Design and synthesis of a novel fluorescent-colorimetric chemosensor for selective detection of Zn(II) and Cu(II) ions with applications in live cell imaging and molecular logic gate

We present here the synthesis of a simple and low-cost Schiff base chemosensor (HL) for selective detection of both Zn(II) and Cu(II) ions in HEPES buffer pH = 7.4. The chemosensor HL exhibits quick response through fluorescence and colorimetric changes for both Zn(II) and Cu (II) ions as examined by fluorescence and absorption titrations. Both the metal ions form 1:1L- Zn(II) (complex 1) and 1:1L- Cu(II) (complex 2) complexes, confirmed by Job's Plot. We are successful to elucidate the structure of complex 1 through X-ray diffraction analysis. Reversibility of the chemosensor in its binding with Zn(II) and Cu (II) ions separately is also examined in presence of Na(2)EDTA solution.
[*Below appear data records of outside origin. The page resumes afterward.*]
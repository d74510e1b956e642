//! Plugin Repository
//!
//! Holds every loaded plugin for the life of the process. Loading happens
//! once at startup; afterwards the list is only read.

use std::collections::BTreeMap;
use std::sync::Arc;

use futures_util::future::join_all;
use tracing::{debug, info, warn};

use super::{factories_for, Capability, NetworkStatus, Plugin, PluginContext, PluginFactory};
use crate::blockchains::{Blockchain, BlockchainRegistry};
use crate::error::PluginError;
use crate::models::Explorer;

/// Loaded plugins, in load order
pub struct PluginRepository {
    plugins: Vec<Arc<dyn Plugin>>,
    blockchains: Arc<BlockchainRegistry>,
}

impl PluginRepository {
    pub fn new(blockchains: Arc<BlockchainRegistry>) -> Self {
        Self {
            plugins: Vec::new(),
            blockchains,
        }
    }

    /// Build the repository for the chains listed in the context's config
    pub fn from_config(
        ctx: &PluginContext,
        blockchains: Arc<BlockchainRegistry>,
    ) -> Result<Self, PluginError> {
        let mut repository = Self::new(blockchains);
        repository.load(ctx, factories_for(&ctx.config)?)?;
        Ok(repository)
    }

    /// Run each factory once and append its plugin.
    ///
    /// Meant to run once per process. Loading a chain twice is a caller
    /// error; the duplicate is appended and logged, never merged.
    pub fn load(
        &mut self,
        ctx: &PluginContext,
        factories: Vec<PluginFactory>,
    ) -> Result<(), PluginError> {
        for factory in factories {
            let plugin = factory(ctx)?;
            let blockchain = plugin.blockchain();

            if !self.blockchains.contains(&blockchain) {
                warn!("Loaded plugin for {} which is not in the blockchain table", blockchain);
            }
            if self.plugins.iter().any(|p| p.blockchain() == blockchain) {
                warn!("Plugin for {} loaded more than once", blockchain);
            }

            info!("Loaded plugin: {}", self.blockchains.display_name(&blockchain));
            self.plugins.push(plugin);
        }
        Ok(())
    }

    pub fn plugins(&self) -> &[Arc<dyn Plugin>] {
        &self.plugins
    }

    pub fn blockchains(&self) -> &Arc<BlockchainRegistry> {
        &self.blockchains
    }

    pub fn by_capability(&self, capability: Capability) -> Vec<Arc<dyn Plugin>> {
        self.plugins
            .iter()
            .filter(|p| p.has_capability(capability))
            .cloned()
            .collect()
    }

    /// Plugins able to sign for their chain
    pub fn signature_providers(&self) -> Vec<Arc<dyn Plugin>> {
        self.by_capability(Capability::BlockchainSupport)
    }

    /// First plugin serving `code` (a chain code or registry key)
    pub fn by_identifier(&self, code: &str) -> Result<Arc<dyn Plugin>, PluginError> {
        let blockchain = self
            .blockchains
            .identifier_for(code)
            .unwrap_or_else(|_| Blockchain::new(code));

        self.plugins
            .iter()
            .find(|p| p.blockchain() == blockchain)
            .cloned()
            .ok_or_else(|| PluginError::PluginNotFound(code.to_string()))
    }

    /// Explorer per registered chain that has a plugin
    pub fn default_explorers(&self) -> BTreeMap<Blockchain, Explorer> {
        self.blockchains
            .entries()
            .into_iter()
            .filter_map(|entry| {
                let plugin = self.plugins.iter().find(|p| p.blockchain() == entry.value)?;
                Some((entry.value, Explorer::from_template(plugin.default_explorer())))
            })
            .collect()
    }

    /// Bust every signing plugin's cache, continuing past failures.
    ///
    /// Returns the failures that occurred.
    pub fn bust_caches(&self) -> Vec<(Blockchain, PluginError)> {
        let mut failures = Vec::new();
        for plugin in self.signature_providers() {
            match plugin.bust_cache() {
                Ok(()) => debug!("Cache busted for {}", plugin.blockchain()),
                Err(e) => {
                    warn!("Cache bust failed for {}: {}", plugin.blockchain(), e);
                    failures.push((plugin.blockchain(), e));
                }
            }
        }
        failures
    }

    /// Probe every plugin's endorsed network concurrently
    pub async fn check_endorsed_networks(&self) -> Vec<(Blockchain, NetworkStatus)> {
        let checks = self.plugins.iter().map(|plugin| async move {
            let network = plugin.endorsed_network();
            let status = plugin.check_network(&network).await;
            debug!("{} endorsed network {}: {}", plugin.blockchain(), network.fullhost(), status);
            (plugin.blockchain(), status)
        });
        join_all(checks).await
    }
}

impl std::fmt::Debug for PluginRepository {
    fn fmt(&self, f: &mut std::fmt::Formatter<'_>) -> std::fmt::Result {
        let loaded: Vec<Blockchain> = self.plugins.iter().map(|p| p.blockchain()).collect();
        f.debug_struct("PluginRepository")
            .field("plugins", &loaded)
            .finish()
    }
}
The enhancement of fluorescence intensity of the chemosensor is based on the chelation-enhanced fluorescence (CHEF) effect of L-Zn(II) with the inhibition of both photoinduced electron transfer (PET) effect and C=N isomerization in excited state and the quenching effect is due to the paramagnetic nature of Cu(II) to the L-Zn(II) system. Furthermore, the geometry and spectral property of HL and both the metal complexes have been studied by DFT, TD-DFT calculations. The limit of detection (LOD) values of both the ions are 2.29 x 10(-9) M and 3.67 x 10(-9 )M, respectively. These values clearly suggests that HL is a promising chemosensor in monitoring Zn(II) and Cu(II) ions in the biological and environmental study with excellent accuracy and precision. The propensity of the chemosensor to detect intracellular Cu(II) and Zn(II) ions in Candida albicans cell lines by fluorescence imaging is also demonstrated in this study. Furthermore, molecular logic gates have been developed based on the idea where chemically encoded information as the input is converted into fluorescent signals as the output. In this work, the designed fluorescent chemosensor exhibits dual logic gates (XOR, AND) involving Zn(II), Cu(II) and Na(2)EDTA.